Secondo le statistiche ILO, l’86% delle persone coinvolte in questo fenomeno è vittima di attori privati, e coloro vittime dello sfruttamento sessuale commerciale forzato sono il 23% di questi (prevalentemente, fra le donne).
Esiste anche il lavoro forzato minorile: vendita e traffico di bambini, reclutamento forzato di bambini per uso nei conflitti armati e uso di minori per attività illecite, sono solo alcune delle modalità in cui sono sfruttati i più piccoli. I minori, inoltre, vengono impiegati per svolgere attività per loro natura pericolose, come il lavoro nelle miniere, quello sotterraneo o ad alta quota, lo sfruttamento sessuale, e il lavoro con macchinari pericolosi o sostanze chimiche.
Il matrimonio forzato, definito dall’art. 37 della Convenzione di Istanbul come “l’atto intenzionale di costringere un adulto o un bambino a contrarre matrimonio”, nonché “il fatto di attirare intenzionalmente con l’inganno un adulto o un bambino sul territorio di una Parte o di uno Stato diverso da quello in cui risiede, allo scopo di costringerlo a contrarre matrimonio”, invece, nel 2021 contava 22 milioni di vittime (tra donne, uomini e bambini), 4.6 milioni in più rispetto al 2016.
Il Comitato ONU per l’eliminazione della discriminazione contro le donne (CEDAW) e il Comitato sui diritti infantili (CRC) considera anche il matrimonio infantile (o precoce) una forma di matrimonio forzato, che ancora oggi è consentita dalla legge in alcuni Stati. In un Paese come il Malawi, una bambina su due si sposa prima di raggiungere la maggiore età, ed una volta sposata spesso lascia la scuola perché ha molte probabilità di rimanere incinta. Nemmeno i Paesi occidentali sono esenti da questo fenomeno: sono 44 gli stati federati degli Stati Uniti che consentono ancora oggi, in determinate circostanze, di contrarre legalmente un matrimonio con minori.

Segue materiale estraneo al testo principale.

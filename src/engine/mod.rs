//! Engine module: the sweep machinery plus CLI parsing and handlers

pub mod arg_parser;
pub mod cli;
pub mod controller;
pub mod core;
pub mod cursor;
pub mod executor;
pub mod progress;

// Re-export commonly used items
pub use arg_parser::Cli;
pub use cli::handle_run;
pub use controller::{ChunkSizeController, next_width};
pub use self::core::CollectionLoop;
pub use cursor::RangeCursor;
pub use executor::{OverflowMatcher, QueryExecutor, Upstream, UpperBound};
pub use progress::{ProgressReporter, ProgressSink, progress_sink};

Secondo l’Unicef, la ragione per cui ancora questa pratica non è perseguita pubblicamente è la mancanza di sensibilizzazione dei cittadini americani, i quali, secondo uno studio condotto dall’associazione, credono che il matrimonio precoce nel loro paese sia già illegale a livello federale. Invece, tra il 2000 e il 2018, 300.000 ragazze e ragazzi statunitensi si sono uniti in matrimonio prima dei 18 anni. Il 68% di questi casi coinvolge ragazze minorenni sposate con uomini molto più anziani di loro. Come nei casi di altri Paesi sopra citati, a un matrimonio infantile negli USA consegue una crescita della povertà, un maggiore rischio di incorrere in problemi di salute e un aumento di bambini che abbandonano il percorso di studi precocemente.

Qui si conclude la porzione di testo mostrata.